• _ABOUT THIS TASK_
Which of the lines below mention the word "field"? Pull each one out.

= Beginning of Section =

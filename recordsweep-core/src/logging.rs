//! Shared logging utilities for applications embedding the engine.
//!
//! Provides consistent `tracing` subscriber configuration. The engine itself
//! only emits events; installing a subscriber is the caller's decision.

use crate::Result;
use tracing_subscriber::EnvFilter;

/// Output format for the installed subscriber.
#[derive(Debug, Clone, Copy, PartialEq, Eq, Default)]
pub enum LogFormat {
    /// Human-readable single-line output
    #[default]
    Text,
    /// One JSON object per event (for log shippers)
    Json,
}

/// Maps CLI-style verbosity flags to a maximum level.
///
/// `quiet` wins over any verbosity; 0 = INFO, 1 = DEBUG, 2+ = TRACE.
pub fn level_for(verbose: u8, quiet: bool) -> tracing::Level {
    match (quiet, verbose) {
        (true, _) => tracing::Level::ERROR,
        (false, 0) => tracing::Level::INFO,
        (false, 1) => tracing::Level::DEBUG,
        (false, _) => tracing::Level::TRACE,
    }
}

/// Initializes structured logging based on verbosity level.
///
/// When `RUST_LOG` is set it takes precedence over the verbosity flags, which
/// allows narrowing to e.g. `recordsweep::safety_cap=warn`.
///
/// # Arguments
/// * `verbose` - Verbosity level (0=INFO, 1=DEBUG, 2+=TRACE)
/// * `quiet` - If true, only show ERROR level logs
/// * `format` - Text or JSON output
///
/// # Example
/// ```rust,no_run
/// use recordsweep_core::logging::{LogFormat, init_logging};
///
/// // Initialize at DEBUG level
/// init_logging(1, false, LogFormat::Text).expect("Failed to initialize logging");
/// ```
pub fn init_logging(verbose: u8, quiet: bool, format: LogFormat) -> Result<()> {
    let level = level_for(verbose, quiet);
    let filter = EnvFilter::try_from_default_env()
        .unwrap_or_else(|_| EnvFilter::new(level.as_str().to_lowercase()));

    let builder = tracing_subscriber::fmt()
        .with_env_filter(filter)
        .with_target(true)
        .with_thread_ids(false)
        .with_file(false)
        .with_line_number(false);

    let installed = match format {
        LogFormat::Text => builder.try_init(),
        LogFormat::Json => builder.json().try_init(),
    };

    installed.map_err(|e| {
        crate::error::SweepError::configuration(format!("Failed to initialize logging: {}", e))
    })?;

    Ok(())
}
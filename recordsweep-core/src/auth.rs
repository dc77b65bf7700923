//! Bearer-token acquisition and process-wide caching.
//!
//! Tokens come from the platform's OAuth2 client-credentials endpoint and are
//! cached per credential identity `(base_url, client_id, secret fingerprint)`. Refresh is
//! single-flight: each identity has its own async mutex, held across the
//! cache lookup and the upstream request, so concurrent retrievals with the
//! same credentials trigger one token request.
//!
//! # Invalidation
//! A cached token is stale once `now + refresh_skew >= expires_at`. A token
//! is also dropped when a page request answered it with HTTP 401. Lifetimes
//! are clamped to [`MAX_TOKEN_TTL_SECS`], whatever the endpoint reports.
//!
//! # Security
//! Token values live in `Zeroizing` buffers and are redacted from `Debug`.

use std::collections::HashMap;
use std::fmt;
use std::sync::{Arc, OnceLock};
use std::time::Duration;

use tokio::sync::Mutex;
use tokio::time::Instant;
use tracing::{debug, info, warn};
use zeroize::Zeroizing;

use crate::Result;
use crate::client::{PlatformClient, TokenResponse};
use crate::config::{MAX_TOKEN_TTL_SECS, RetrievalConfig, RetryPolicy};
use crate::error::SweepError;
use crate::security::Credentials;

/// Short-lived bearer credential.
#[derive(Clone)]
pub struct AccessToken {
    value: Zeroizing<String>,
    expires_at: Instant,
}

impl AccessToken {
    /// Creates a token valid for `ttl` from now.
    pub fn new(value: impl Into<String>, ttl: Duration) -> Self {
        Self {
            value: Zeroizing::new(value.into()),
            expires_at: expiry_after(ttl),
        }
    }

    /// Builds a token from an endpoint response, using `default_ttl` when the
    /// response carries no `expires_in`.
    pub fn from_response(response: TokenResponse, default_ttl: Duration) -> Self {
        let ttl = response
            .expires_in
            .map_or(default_ttl, Duration::from_secs);
        Self {
            value: response.access_token,
            expires_at: expiry_after(ttl),
        }
    }

    /// Raw token for the `Authorization: Bearer` header. Never log this.
    pub fn value(&self) -> &str {
        &self.value
    }

    /// Instant after which the platform no longer accepts the token.
    pub fn expires_at(&self) -> Instant {
        self.expires_at
    }

    /// Whether the token should be refreshed before use.
    ///
    /// A skew too large to add to the current instant makes every token stale.
    pub fn is_stale(&self, refresh_skew: Duration) -> bool {
        Instant::now()
            .checked_add(refresh_skew)
            .is_none_or(|deadline| deadline >= self.expires_at)
    }
}

/// Expiry `ttl` from now, clamped to the maximum token lifetime.
fn expiry_after(ttl: Duration) -> Instant {
    let now = Instant::now();
    let ttl = ttl.min(Duration::from_secs(MAX_TOKEN_TTL_SECS));
    now.checked_add(ttl).unwrap_or(now)
}

impl fmt::Debug for AccessToken {
    fn fmt(&self, f: &mut fmt::Formatter<'_>) -> fmt::Result {
        f.debug_struct("AccessToken")
            .field("value", &"****")
            .field("expires_at", &self.expires_at)
            .finish()
    }
}

type CacheKey = (String, String, String);
type CacheSlot = Arc<Mutex<Option<AccessToken>>>;

/// Token cache keyed by credential identity.
#[derive(Default)]
pub struct TokenCache {
    slots: Mutex<HashMap<CacheKey, CacheSlot>>,
}

impl TokenCache {
    /// Creates an empty cache, independent of the process-wide one.
    pub fn new() -> Self {
        Self::default()
    }

    /// The process-wide cache shared by every [`TokenProvider`] that was not
    /// given its own.
    pub fn global() -> Arc<TokenCache> {
        static GLOBAL: OnceLock<Arc<TokenCache>> = OnceLock::new();
        GLOBAL.get_or_init(|| Arc::new(TokenCache::new())).clone()
    }

    async fn slot(&self, credentials: &Credentials) -> CacheSlot {
        let mut slots = self.slots.lock().await;
        slots
            .entry(credentials.cache_key())
            .or_insert_with(|| Arc::new(Mutex::new(None)))
            .clone()
    }

    /// Returns the cached token for `credentials` if it is still fresh.
    pub async fn cached(
        &self,
        credentials: &Credentials,
        refresh_skew: Duration,
    ) -> Option<AccessToken> {
        let slot = self.slot(credentials).await;
        let guard = slot.lock().await;
        guard
            .as_ref()
            .filter(|token| !token.is_stale(refresh_skew))
            .cloned()
    }

    /// Drops the cached token for `credentials` if it is still `rejected`.
    ///
    /// A token refreshed by another caller in the meantime is kept.
    pub async fn invalidate(&self, credentials: &Credentials, rejected: &AccessToken) {
        let slot = self.slot(credentials).await;
        let mut guard = slot.lock().await;
        if guard
            .as_ref()
            .is_some_and(|current| current.value() == rejected.value())
        {
            *guard = None;
        }
    }

    /// Drops every cached token.
    pub async fn clear(&self) {
        self.slots.lock().await.clear();
    }
}

/// Obtains bearer tokens, consulting the cache first.
pub struct TokenProvider {
    client: Arc<dyn PlatformClient>,
    cache: Arc<TokenCache>,
    retry: RetryPolicy,
    request_timeout: Duration,
    refresh_skew: Duration,
    default_ttl: Duration,
}

impl TokenProvider {
    /// Creates a provider backed by the process-wide cache.
    pub fn new(client: Arc<dyn PlatformClient>, config: &RetrievalConfig) -> Self {
        Self {
            client,
            cache: TokenCache::global(),
            retry: config.retry.clone(),
            request_timeout: config.request_timeout,
            refresh_skew: Duration::from_secs(config.token_refresh_skew_secs),
            default_ttl: Duration::from_secs(config.default_token_ttl_secs),
        }
    }

    /// Uses `cache` instead of the process-wide one.
    pub fn with_cache(mut self, cache: Arc<TokenCache>) -> Self {
        self.cache = cache;
        self
    }

    /// The cache this provider reads and fills.
    pub fn cache(&self) -> &Arc<TokenCache> {
        &self.cache
    }

    /// Returns a fresh token for `credentials`, requesting one if needed.
    ///
    /// # Errors
    /// Returns `SweepError::Auth` when the endpoint rejects the credentials,
    /// or the last transient error once the retry policy is exhausted.
    pub async fn get_token(&self, credentials: &Credentials) -> Result<AccessToken> {
        let slot = self.cache.slot(credentials).await;
        let mut guard = slot.lock().await;

        if let Some(token) = guard.as_ref().filter(|t| !t.is_stale(self.refresh_skew)) {
            debug!(client_id = %credentials.client_id(), "Using cached access token");
            return Ok(token.clone());
        }

        let token = self.request_with_retry(credentials).await?;
        *guard = Some(token.clone());
        Ok(token)
    }

    /// Drops `rejected` from the cache so the next call re-authenticates.
    pub async fn invalidate(&self, credentials: &Credentials, rejected: &AccessToken) {
        info!(client_id = %credentials.client_id(), "Invalidating rejected access token");
        self.cache.invalidate(credentials, rejected).await;
    }

    async fn request_with_retry(&self, credentials: &Credentials) -> Result<AccessToken> {
        let max_attempts = self.retry.max_attempts.max(1);
        let mut attempt = 0;

        loop {
            let outcome =
                tokio::time::timeout(self.request_timeout, self.client.request_token(credentials))
                    .await
                    .unwrap_or_else(|_| {
                        Err(SweepError::timeout("Token request", self.request_timeout))
                    });

            match outcome {
                Ok(response) => {
                    info!(client_id = %credentials.client_id(), "Acquired access token");
                    return Ok(AccessToken::from_response(response, self.default_ttl));
                }
                Err(e) if e.is_transient() && attempt + 1 < max_attempts => {
                    let delay = self.retry.delay_with_jitter(attempt);
                    warn!(
                        client_id = %credentials.client_id(),
                        attempt = attempt + 1,
                        max_attempts,
                        delay_ms = u64::try_from(delay.as_millis()).unwrap_or(u64::MAX),
                        "Token request failed, retrying: {}",
                        e
                    );
                    tokio::time::sleep(delay).await;
                    attempt += 1;
                }
                Err(e) => return Err(e),
            }
        }
    }
}

#[cfg(test)]
mod tests {
    use super::*;
    use crate::client::InMemoryPlatform;

    fn creds() -> Credentials {
        Credentials::new("https://mem.local", "client", "secret")
    }

    fn provider(platform: Arc<InMemoryPlatform>, config: &RetrievalConfig) -> TokenProvider {
        TokenProvider::new(platform, config).with_cache(Arc::new(TokenCache::new()))
    }

    #[tokio::test(start_paused = true)]
    async fn test_token_staleness() {
        let token = AccessToken::new("abc", Duration::from_secs(120));
        assert!(!token.is_stale(Duration::from_secs(60)));

        tokio::time::advance(Duration::from_secs(61)).await;
        assert!(token.is_stale(Duration::from_secs(60)));
        assert!(!token.is_stale(Duration::ZERO));
    }

    #[tokio::test(start_paused = true)]
    async fn test_huge_lifetimes_are_clamped() {
        let token = AccessToken::new("abc", Duration::MAX);
        assert!(!token.is_stale(Duration::from_secs(60)));
        assert!(token.is_stale(Duration::MAX));

        let response = TokenResponse {
            access_token: Zeroizing::new("abc".to_string()),
            expires_in: Some(u64::MAX),
            token_type: None,
        };
        let token = AccessToken::from_response(response, Duration::from_secs(60));
        let ceiling = Instant::now() + Duration::from_secs(MAX_TOKEN_TTL_SECS);
        assert!(token.expires_at() <= ceiling);

        tokio::time::advance(Duration::from_secs(MAX_TOKEN_TTL_SECS)).await;
        assert!(token.is_stale(Duration::ZERO));
    }

    #[tokio::test]
    async fn test_unbounded_endpoint_ttl_does_not_panic() {
        let platform = Arc::new(InMemoryPlatform::new().with_token_ttl(u64::MAX));
        let provider = provider(platform.clone(), &RetrievalConfig::default());

        let first = provider.get_token(&creds()).await.unwrap();
        let second = provider.get_token(&creds()).await.unwrap();
        assert_eq!(first.value(), second.value());
        assert_eq!(platform.token_requests().await, 1);
    }

    #[tokio::test]
    async fn test_tokens_are_cached_per_secret() {
        let good = Credentials::new("https://mem.local", "client", "secret");
        let bad = Credentials::new("https://mem.local", "client", "wrong");
        let platform = Arc::new(InMemoryPlatform::new().with_credentials(&good));
        let provider = provider(platform.clone(), &RetrievalConfig::default());

        provider.get_token(&good).await.unwrap();
        let err = provider.get_token(&bad).await.unwrap_err();

        assert!(matches!(err, SweepError::Auth { status: Some(401), .. }));
        assert_eq!(platform.token_requests().await, 2);
    }

    #[test]
    fn test_token_debug_is_redacted() {
        let token = AccessToken::new("super-secret-token", Duration::from_secs(60));
        let debug = format!("{token:?}");
        assert!(!debug.contains("super-secret-token"));
        assert!(debug.contains("****"));
    }

    #[tokio::test]
    async fn test_token_is_cached() {
        let platform = Arc::new(InMemoryPlatform::new());
        let provider = provider(platform.clone(), &RetrievalConfig::default());

        let first = provider.get_token(&creds()).await.unwrap();
        let second = provider.get_token(&creds()).await.unwrap();

        assert_eq!(first.value(), second.value());
        assert_eq!(platform.token_requests().await, 1);
    }

    #[tokio::test(start_paused = true)]
    async fn test_stale_token_is_refreshed() {
        let platform = Arc::new(InMemoryPlatform::new().with_token_ttl(120));
        let provider = provider(platform.clone(), &RetrievalConfig::default());

        provider.get_token(&creds()).await.unwrap();
        tokio::time::advance(Duration::from_secs(90)).await;
        provider.get_token(&creds()).await.unwrap();

        assert_eq!(platform.token_requests().await, 2);
    }

    #[tokio::test]
    async fn test_invalidate_only_drops_rejected_token() {
        let platform = Arc::new(InMemoryPlatform::new());
        let provider = provider(platform.clone(), &RetrievalConfig::default());

        let token = provider.get_token(&creds()).await.unwrap();
        let unrelated = AccessToken::new("other", Duration::from_secs(60));
        provider.invalidate(&creds(), &unrelated).await;
        assert!(
            provider
                .cache()
                .cached(&creds(), Duration::ZERO)
                .await
                .is_some()
        );

        provider.invalidate(&creds(), &token).await;
        assert!(
            provider
                .cache()
                .cached(&creds(), Duration::ZERO)
                .await
                .is_none()
        );
    }

    #[tokio::test(start_paused = true)]
    async fn test_transient_failures_are_retried() {
        let platform = Arc::new(InMemoryPlatform::new().with_token_failures([503, 502]));
        let provider = provider(platform.clone(), &RetrievalConfig::default());

        let token = provider.get_token(&creds()).await;
        assert!(token.is_ok());
        assert_eq!(platform.token_requests().await, 3);
    }

    #[tokio::test(start_paused = true)]
    async fn test_retries_are_bounded() {
        let platform = Arc::new(InMemoryPlatform::new().with_token_failures([500, 500, 500, 500]));
        let provider = provider(platform.clone(), &RetrievalConfig::default());

        let err = provider.get_token(&creds()).await.unwrap_err();
        assert_eq!(err.status(), Some(500));
        assert_eq!(platform.token_requests().await, 3);
    }

    #[tokio::test]
    async fn test_client_errors_are_not_retried() {
        let platform = Arc::new(InMemoryPlatform::new().with_token_failures([400]));
        let provider = provider(platform.clone(), &RetrievalConfig::default());

        let err = provider.get_token(&creds()).await.unwrap_err();
        assert!(matches!(err, SweepError::Auth { status: Some(400), .. }));
        assert_eq!(platform.token_requests().await, 1);
    }

    #[tokio::test]
    async fn test_concurrent_callers_share_one_request() {
        let platform = Arc::new(InMemoryPlatform::new());
        let provider = Arc::new(provider(platform.clone(), &RetrievalConfig::default()));

        let handles: Vec<_> = (0..8)
            .map(|_| {
                let provider = provider.clone();
                tokio::spawn(async move { provider.get_token(&creds()).await })
            })
            .collect();

        for handle in handles {
            assert!(handle.await.unwrap().is_ok());
        }
        assert_eq!(platform.token_requests().await, 1);
    }
}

= End of Section =

• _YOUR SOLUTION_
            .field("value", &"****")
            .field("expires_at", &self.expires_at)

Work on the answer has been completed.